Scan the material below for "GepConfig", then return each line that contains it.

───── Source material ─────

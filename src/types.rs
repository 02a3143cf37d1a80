use crate::error::Result;
use serde::{Deserialize, Serialize};
use std::path::Path;

/// Which population shape a run evolves.
#[derive(Debug, Clone, Copy, PartialEq, Eq, Serialize, Deserialize)]
pub enum EvolutionMode {
    Genome,
    GenomeSet,
}

impl std::fmt::Display for EvolutionMode {
    fn fmt(&self, f: &mut std::fmt::Formatter<'_>) -> std::fmt::Result {
        match self {
            EvolutionMode::Genome => write!(f, "Genome"),
            EvolutionMode::GenomeSet => write!(f, "GenomeSet"),
        }
    }
}

/// Final result of a run: the winning entity reduced to its Karva strings.
///
/// `karva` holds one entry per genome, each a list of per-gene expressions,
/// so a plain Genome run produces a single entry and a GenomeSet run one
/// entry per member genome.
#[derive(Debug, Clone, Serialize, Deserialize)]
pub struct Record {
    pub mode: EvolutionMode,
    pub score: f64,
    pub karva: Vec<Vec<String>>,
}

impl Record {
    pub fn save_to_file<P: AsRef<Path>>(&self, path: P) -> Result<()> {
        let json = serde_json::to_string_pretty(self)?;
        std::fs::write(path, json)?;
        Ok(())
    }

    pub fn load_from_file<P: AsRef<Path>>(path: P) -> Result<Record> {
        let contents = std::fs::read_to_string(path)?;
        let record = serde_json::from_str(&contents)?;
        Ok(record)
    }
}
use karva::{
    EvolutionEngine, EvolutionMode, EvolutionOutcome, FunctionRegistry, Gene, Genome, GenomeSet,
    GepConfig, NullObserver, Record,
};
use std::sync::atomic::{AtomicUsize, Ordering};
use std::sync::Arc;

fn registry() -> Arc<FunctionRegistry> {
    Arc::new(FunctionRegistry::new())
}

fn small_config(iterations: usize, num_genomes: usize, seed: u64) -> GepConfig {
    GepConfig {
        iterations,
        num_genomes,
        num_genome_sets: num_genomes,
        seed: Some(seed),
        ..GepConfig::default()
    }
}

/// A genome whose evaluation is the constant `value`, built through the
/// per-gene constant table.
fn constant_genome(value: f64, registry: &Arc<FunctionRegistry>) -> Genome {
    let mut gene = Gene::parse("c0.d0.d0", 1, registry.clone()).unwrap();
    gene.set_constants(vec![value]);
    Genome::new(vec![gene], "+", registry).unwrap()
}

/// Dispatching N concurrent evaluations must collect exactly N scores, one
/// per entity slot, with nothing dropped or duplicated.
#[test]
fn test_evaluation_barrier_accounts_for_every_entity() {
    let registry = registry();
    let engine = EvolutionEngine::new(small_config(1, 2, 0), registry.clone()).unwrap();

    for n in [1usize, 2, 3, 7, 16, 64, 200] {
        let mut population: Vec<Genome> = (0..n)
            .map(|i| constant_genome(i as f64, &registry))
            .collect();

        let calls = AtomicUsize::new(0);
        engine.evaluate_once(&mut population, |genome: &Genome| {
            calls.fetch_add(1, Ordering::SeqCst);
            genome.evaluate(&[])
        });

        assert_eq!(calls.load(Ordering::SeqCst), n);
        for (i, genome) in population.iter().enumerate() {
            assert_eq!(genome.score, i as f64);
        }
    }
}

/// An objective already satisfied by the initial population terminates the
/// run at iteration zero with `accomplished` set.
#[test]
fn test_presatisfied_objective_short_circuits() {
    let mut engine = EvolutionEngine::new(small_config(100, 20, 3), registry()).unwrap();
    let outcome: EvolutionOutcome<Genome> = engine
        .run(|_: &Genome| 10.0, NullObserver, 5.0)
        .unwrap();
    assert!(outcome.accomplished);
    assert_eq!(outcome.iterations, 0);
}

#[test]
fn test_genome_set_run_produces_ensemble_record() {
    let config = GepConfig {
        mode: EvolutionMode::GenomeSet,
        ..small_config(3, 8, 4)
    };
    let genes_per_genome = config.num_genes_per_genome;
    let genomes_per_set = config.num_genomes_per_set;

    let mut engine = EvolutionEngine::new(config, registry()).unwrap();
    let outcome: EvolutionOutcome<GenomeSet> = engine
        .run(
            |set: &GenomeSet| {
                let value = set.evaluate(&[2.0]);
                if value.is_finite() {
                    value.abs().min(1.0)
                } else {
                    0.0
                }
            },
            NullObserver,
            f64::INFINITY,
        )
        .unwrap();

    assert!(!outcome.accomplished);
    let record = outcome.to_record();
    assert_eq!(record.mode, EvolutionMode::GenomeSet);
    assert_eq!(record.karva.len(), genomes_per_set);
    for genome in &record.karva {
        assert_eq!(genome.len(), genes_per_genome);
    }
}

/// Fixed seeds make whole runs reproducible, operator randomness included.
#[test]
fn test_seeded_runs_are_deterministic() {
    let fitness = |genome: &Genome| {
        let value = genome.evaluate(&[3.0]);
        if value.is_finite() {
            1000.0 / (1.0 + (value - 12.0).abs())
        } else {
            0.0
        }
    };
    let run = || {
        let mut engine = EvolutionEngine::new(small_config(10, 15, 77), registry()).unwrap();
        let outcome: EvolutionOutcome<Genome> = engine
            .run(fitness, NullObserver, f64::INFINITY)
            .unwrap();
        (outcome.champion.karva_strings(), outcome.champion.score)
    };
    assert_eq!(run(), run());
}

/// Record persistence plus replay: the champion's Karva strings rebuild an
/// equivalent genome.
#[test]
fn test_record_replay_reproduces_champion_output() {
    let registry = registry();
    let karva = vec![
        "*.+.*.*.d0.d0.d0.d0.d0".to_string(),
        "*.+.d0./.d0.d0.d0.d0.d0".to_string(),
    ];
    let champion = Genome::from_karva(&karva, 4, "+", &registry).unwrap();
    let record = Record {
        mode: EvolutionMode::Genome,
        score: 0.0,
        karva: vec![champion.karva_strings()],
    };

    let path = std::env::temp_dir().join("karva_record_replay_test.json");
    record.save_to_file(&path).unwrap();
    let loaded = Record::load_from_file(&path).unwrap();
    std::fs::remove_file(&path).ok();

    let replayed = Genome::from_karva(&loaded.karva[0], 4, "+", &registry).unwrap();
    assert_eq!(replayed.evaluate(&[2.0]), champion.evaluate(&[2.0]));
    assert_eq!(replayed.evaluate(&[2.0]), 30.0);
}

/// The configuration layer refuses to start a run on nonsense parameters.
#[test]
fn test_invalid_configuration_aborts_before_work() {
    let bad_head = GepConfig {
        head_size: 0,
        ..GepConfig::default()
    };
    assert!(EvolutionEngine::new(bad_head, registry()).is_err());

    let bad_weights = GepConfig {
        function_weights: Vec::new(),
        ..GepConfig::default()
    };
    assert!(EvolutionEngine::new(bad_weights, registry()).is_err());
}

─────

* **Solution to this problem**
    GepConfig, NullObserver, Record,
fn small_config(iterations: usize, num_genomes: usize, seed: u64) -> GepConfig {
    GepConfig {
        ..GepConfig::default()
    let config = GepConfig {
    let bad_head = GepConfig {
        ..GepConfig::default()
    let bad_weights = GepConfig {
        ..GepConfig::default()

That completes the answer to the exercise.